The server API provides all the global methods and classes to write the server side Extensions for SmartFoxServer 2X using the JavaScript language, as described in the official documentation.

Overview

SmartFoxServer 2X is a Java application running in the JVM (Java Virtual Machine), so any server side JavaScript code is also running in the JVM. More specifically JavaScript runs in the Nashorn JavaScript engine, a powerful Ecmascript 5 interpreter/compiler provided with JDK 8 and higher. This means that the server side code interacts with the SmartFoxServer 2X Java API and the Java Runtime: in fact many of the objects provided by the server JavaScript API are actually Java objects.

This is important because in the documentation you will find references to objects and classes that come from the "top level" API, in other words from Java. See the Conventions paragraph below.

From the javaScript point of view, all methods, classes and other API objects listed in this JSDoc are directly available in the global scope.

Documentation structure

The API documentation is divided into the following sections:

  • Namespaces

    Contains all the objects which provide factory methods to generate instances of specific classes.

  • Classes

    Contains the classes you will work with during the Extension development. The main classes to interact with SmartFoxServer and the connected clients are: SFSApi, GameApi, BuddyApi and MMOApi.

  • Global

    Contains the methods to register client request handlers and server event listeners, and more helper methods to access the Extension context (parent Zone or Room, etc). It also contains all the enum members which provide fixed values for specific operations.

The best starting point to learn the API are the global methods and the SFSApi class.

Conventions

The following conventions are used throughout the API JSDoc:

  • All the native JavaScript classes (for example SFSApi) are fully documented.

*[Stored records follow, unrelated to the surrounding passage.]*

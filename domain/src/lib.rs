//! Domain layer for stackgate
//!
//! This crate contains the entities and value objects of the Q&A knowledge
//! base. It has no dependencies on infrastructure or presentation concerns.
//!
//! # Core Concepts
//!
//! ## Result tree
//!
//! A search produces questions; each question is expanded into an
//! [`AggregateResult`] holding its answers and, on request, a
//! [`CommentBundle`] with the comments of the question and of every answer.
//!
//! ## Search filters
//!
//! [`SearchFilters`] describes an advanced search. All filters except the
//! minimum score are evaluated by the remote service.

pub mod config;
pub mod core;
pub mod knowledge;
pub mod search;

// Re-export commonly used types
pub use config::OutputFormat;
pub use core::error::DomainError;
pub use knowledge::{
    PostId,
    aggregate::{AggregateResult, CommentBundle},
    answer::Answer,
    comment::Comment,
    question::Question,
};
pub use search::filters::{DEFAULT_PAGE_SIZE, MAX_PAGE_SIZE, SearchFilters, SortField, SortOrder};
//! Assemble results use case
//!
//! Expands matched questions into full result trees by fetching each
//! question's answers and, on request, the comments of the question and of
//! every answer.

use crate::ports::knowledge_gateway::{FetchError, KnowledgeGateway};
use stackgate_domain::{AggregateResult, Answer, CommentBundle, Question};
use std::collections::BTreeMap;
use std::sync::Arc;
use tracing::debug;

/// Fans out from questions to their answers and comments
///
/// Fetches run strictly one after another: answers, then question comments,
/// then each answer's comments in answer order. That keeps at most one upstream
/// request in flight per invocation and makes the admission order of the shared
/// rate limiter deterministic.
pub struct ResultAssembler {
    gateway: Arc<dyn KnowledgeGateway>,
}

impl ResultAssembler {
    pub fn new(gateway: Arc<dyn KnowledgeGateway>) -> Self {
        Self { gateway }
    }

    /// Build one [`AggregateResult`] per question, preserving input order.
    ///
    /// The first failing fetch aborts the whole batch; no partial results are
    /// returned.
    pub async fn assemble(
        &self,
        questions: Vec<Question>,
        include_comments: bool,
    ) -> Result<Vec<AggregateResult>, FetchError> {
        let mut results = Vec::with_capacity(questions.len());
        for question in questions {
            results.push(self.assemble_one(question, include_comments).await?);
        }
        Ok(results)
    }

    /// Expand a single question
    pub async fn assemble_one(
        &self,
        question: Question,
        include_comments: bool,
    ) -> Result<AggregateResult, FetchError> {
        let answers = self.gateway.fetch_answers(question.question_id).await?;
        debug!(
            "Question {} has {} answers (accepted: {})",
            question.question_id,
            answers.len(),
            question.has_accepted_answer()
        );

        let comments = if include_comments {
            Some(self.fetch_bundle(&question, &answers).await?)
        } else {
            None
        };

        Ok(AggregateResult::new(question, answers, comments))
    }

    /// Fetch all comments for a question and its answers.
    ///
    /// The bundle is only built once every per-answer fetch has completed.
    async fn fetch_bundle(
        &self,
        question: &Question,
        answers: &[Answer],
    ) -> Result<CommentBundle, FetchError> {
        let question_comments = self.gateway.fetch_comments(question.question_id).await?;

        let mut answer_comments = BTreeMap::new();
        for answer in answers {
            let comments = self.gateway.fetch_comments(answer.answer_id).await?;
            answer_comments.insert(answer.answer_id, comments);
        }

        Ok(CommentBundle::new(question_comments, answer_comments))
    }
}

#[cfg(test)]
mod tests {
    use super::*;
    use crate::use_cases::test_support::{StubGateway, answer, comment, question};

    #[tokio::test]
    async fn test_preserves_order_without_comments() {
        let gateway = Arc::new(
            StubGateway::new()
                .with_answers(1, vec![answer(11, 1, false)])
                .with_answers(3, vec![answer(31, 3, true), answer(32, 3, false)]),
        );
        let assembler = ResultAssembler::new(gateway.clone());

        let results = assembler
            .assemble(vec![question(1), question(2), question(3)], false)
            .await
            .unwrap();

        let ids: Vec<_> = results.iter().map(|r| r.question.question_id).collect();
        assert_eq!(ids, vec![1, 2, 3]);
        assert!(results.iter().all(|r| r.comments.is_none()));
        assert_eq!(results[2].answers.len(), 2);
        assert!(results[1].answers.is_empty());
        assert_eq!(
            gateway.calls(),
            vec!["answers:1", "answers:2", "answers:3"]
        );
    }

    #[tokio::test]
    async fn test_builds_comment_bundle_for_every_answer() {
        let gateway = Arc::new(
            StubGateway::new()
                .with_answers(1, vec![answer(10, 1, true), answer(20, 1, false)])
                .with_comments(1, vec![comment(100, 1)])
                .with_comments(20, vec![comment(200, 20), comment(201, 20)]),
        );
        let assembler = ResultAssembler::new(gateway.clone());

        let results = assembler.assemble(vec![question(1)], true).await.unwrap();
        assert_eq!(results.len(), 1);

        let bundle = results[0].comments.as_ref().unwrap();
        assert_eq!(bundle.question.len(), 1);
        assert_eq!(bundle.answers.len(), 2);
        let keys: Vec<_> = bundle.answers.keys().copied().collect();
        assert_eq!(keys, vec![10, 20]);
        assert_eq!(bundle.answers[&10].len(), 0);
        assert_eq!(bundle.answers[&20].len(), 2);
        assert!(results[0].is_consistent());

        assert_eq!(
            gateway.calls(),
            vec!["answers:1", "comments:1", "comments:10", "comments:20"]
        );
    }

    #[tokio::test]
    async fn test_failure_aborts_whole_batch() {
        let gateway = Arc::new(
            StubGateway::new()
                .with_answers(1, vec![answer(10, 1, false)])
                .with_answers(2, vec![answer(20, 2, false)])
                .failing_on("comments:20", FetchError::upstream(Some(500), "boom")),
        );
        let assembler = ResultAssembler::new(gateway.clone());

        let err = assembler
            .assemble(vec![question(1), question(2), question(3)], true)
            .await
            .unwrap_err();

        assert_eq!(err, FetchError::upstream(Some(500), "boom"));
        // Question 3 is never touched once question 2 fails
        assert!(!gateway.calls().iter().any(|c| c.ends_with(":3")));
    }

    #[tokio::test]
    async fn test_answer_fetch_failure_propagates() {
        let gateway = Arc::new(
            StubGateway::new()
                .failing_on("answers:1", FetchError::RateLimitExhausted { attempts: 10 }),
        );
        let assembler = ResultAssembler::new(gateway);

        let err = assembler
            .assemble(vec![question(1)], false)
            .await
            .unwrap_err();
        assert_eq!(err, FetchError::RateLimitExhausted { attempts: 10 });
    }

    #[tokio::test]
    async fn test_empty_input() {
        let gateway = Arc::new(StubGateway::new());
        let assembler = ResultAssembler::new(gateway.clone());

        let results = assembler.assemble(vec![], true).await.unwrap();
        assert!(results.is_empty());
        assert!(gateway.calls().is_empty());
    }
}
//! Advanced search filters

use crate::core::error::DomainError;
use serde::{Deserialize, Serialize};
use std::fmt;
use std::str::FromStr;

/// Default number of questions requested per search
pub const DEFAULT_PAGE_SIZE: u32 = 5;

/// Largest page size the remote service accepts
pub const MAX_PAGE_SIZE: u32 = 100;

/// Field the remote service sorts search results by
#[derive(Debug, Clone, Copy, Default, PartialEq, Eq, Serialize, Deserialize)]
#[serde(rename_all = "lowercase")]
pub enum SortField {
    Activity,
    #[default]
    Votes,
    Creation,
    Relevance,
}

impl SortField {
    pub fn as_str(&self) -> &'static str {
        match self {
            SortField::Activity => "activity",
            SortField::Votes => "votes",
            SortField::Creation => "creation",
            SortField::Relevance => "relevance",
        }
    }
}

impl fmt::Display for SortField {
    fn fmt(&self, f: &mut fmt::Formatter<'_>) -> fmt::Result {
        f.write_str(self.as_str())
    }
}

impl FromStr for SortField {
    type Err = DomainError;

    fn from_str(s: &str) -> Result<Self, Self::Err> {
        match s.trim().to_lowercase().as_str() {
            "activity" => Ok(SortField::Activity),
            "votes" => Ok(SortField::Votes),
            "creation" => Ok(SortField::Creation),
            "relevance" => Ok(SortField::Relevance),
            other => Err(DomainError::UnknownSortField(other.to_string())),
        }
    }
}

/// Sort direction
#[derive(Debug, Clone, Copy, Default, PartialEq, Eq, Serialize, Deserialize)]
#[serde(rename_all = "lowercase")]
pub enum SortOrder {
    #[default]
    Desc,
    Asc,
}

impl SortOrder {
    pub fn as_str(&self) -> &'static str {
        match self {
            SortOrder::Desc => "desc",
            SortOrder::Asc => "asc",
        }
    }
}

impl FromStr for SortOrder {
    type Err = DomainError;

    fn from_str(s: &str) -> Result<Self, Self::Err> {
        match s.trim().to_lowercase().as_str() {
            "desc" => Ok(SortOrder::Desc),
            "asc" => Ok(SortOrder::Asc),
            other => Err(DomainError::UnknownSortOrder(other.to_string())),
        }
    }
}

/// Filters for an advanced question search (Value Object)
///
/// Everything except `min_score` is sent upstream. `min_score` is applied
/// locally after the page comes back, so `page_size` bounds the upstream fetch
/// and callers may receive fewer results than requested.
#[derive(Debug, Clone, PartialEq, Serialize, Deserialize)]
#[serde(default)]
pub struct SearchFilters {
    /// Free-text query
    pub query: Option<String>,
    /// Questions must carry all of these tags
    pub tagged: Vec<String>,
    /// Questions must carry none of these tags
    pub not_tagged: Vec<String>,
    /// Local score threshold (inclusive)
    pub min_score: Option<i64>,
    pub title: Option<String>,
    pub body: Option<String>,
    /// Minimum number of answers
    pub min_answers: Option<u32>,
    pub accepted: Option<bool>,
    /// Minimum view count
    pub min_views: Option<u64>,
    pub url: Option<String>,
    /// Owning user id
    pub user: Option<u64>,
    pub closed: Option<bool>,
    pub wiki: Option<bool>,
    pub migrated: Option<bool>,
    pub notice: Option<bool>,
    /// Creation date lower bound, seconds since the epoch
    pub from_date: Option<i64>,
    /// Creation date upper bound, seconds since the epoch
    pub to_date: Option<i64>,
    pub sort: SortField,
    pub order: SortOrder,
    pub page_size: u32,
}

impl Default for SearchFilters {
    fn default() -> Self {
        Self {
            query: None,
            tagged: Vec::new(),
            not_tagged: Vec::new(),
            min_score: None,
            title: None,
            body: None,
            min_answers: None,
            accepted: None,
            min_views: None,
            url: None,
            user: None,
            closed: None,
            wiki: None,
            migrated: None,
            notice: None,
            from_date: None,
            to_date: None,
            sort: SortField::default(),
            order: SortOrder::default(),
            page_size: DEFAULT_PAGE_SIZE,
        }
    }
}

impl SearchFilters {
    /// Filters for a free-text query with default sorting and page size
    pub fn query(query: impl Into<String>) -> Self {
        Self {
            query: Some(query.into()),
            ..Default::default()
        }
    }

    pub fn with_tags<I, S>(mut self, tags: I) -> Self
    where
        I: IntoIterator<Item = S>,
        S: Into<String>,
    {
        self.tagged.extend(tags.into_iter().map(Into::into));
        self
    }

    pub fn with_min_score(mut self, min_score: Option<i64>) -> Self {
        self.min_score = min_score;
        self
    }

    pub fn with_page_size(mut self, page_size: u32) -> Self {
        self.page_size = page_size;
        self
    }

    pub fn with_sort(mut self, sort: SortField) -> Self {
        self.sort = sort;
        self
    }

    /// Page size clamped to what the remote service accepts
    pub fn effective_page_size(&self) -> u32 {
        self.page_size.clamp(1, MAX_PAGE_SIZE)
    }

    /// Check that the filters describe a meaningful search.
    pub fn validate(&self) -> Result<(), DomainError> {
        let has_text = |v: &Option<String>| v.as_deref().is_some_and(|s| !s.trim().is_empty());
        let has_criteria = has_text(&self.query)
            || has_text(&self.title)
            || has_text(&self.body)
            || has_text(&self.url)
            || self.tagged.iter().any(|t| !t.trim().is_empty());
        if !has_criteria {
            return Err(DomainError::EmptySearch);
        }

        if let (Some(from), Some(to)) = (self.from_date, self.to_date) {
            if from > to {
                return Err(DomainError::InvalidDateRange { from, to });
            }
        }

        Ok(())
    }
}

  • All the Java classes that you can instantiate directly (for example new SFSObject()) and all the enums (for example BanMode.BY_ADDRESS) show a large icon at the top of the class description. Also, their members are not documented and you should refer to the Java server API documentation (a direct link to the related object is always provided).

  • All the classes you can get an instance of (by means of specific methods or events), but never instantiate directly (for example SFSRoom, returned by the getParentRoom() global method), are not documented and a link to the Java server API documentation is provided, preceded by a small icon.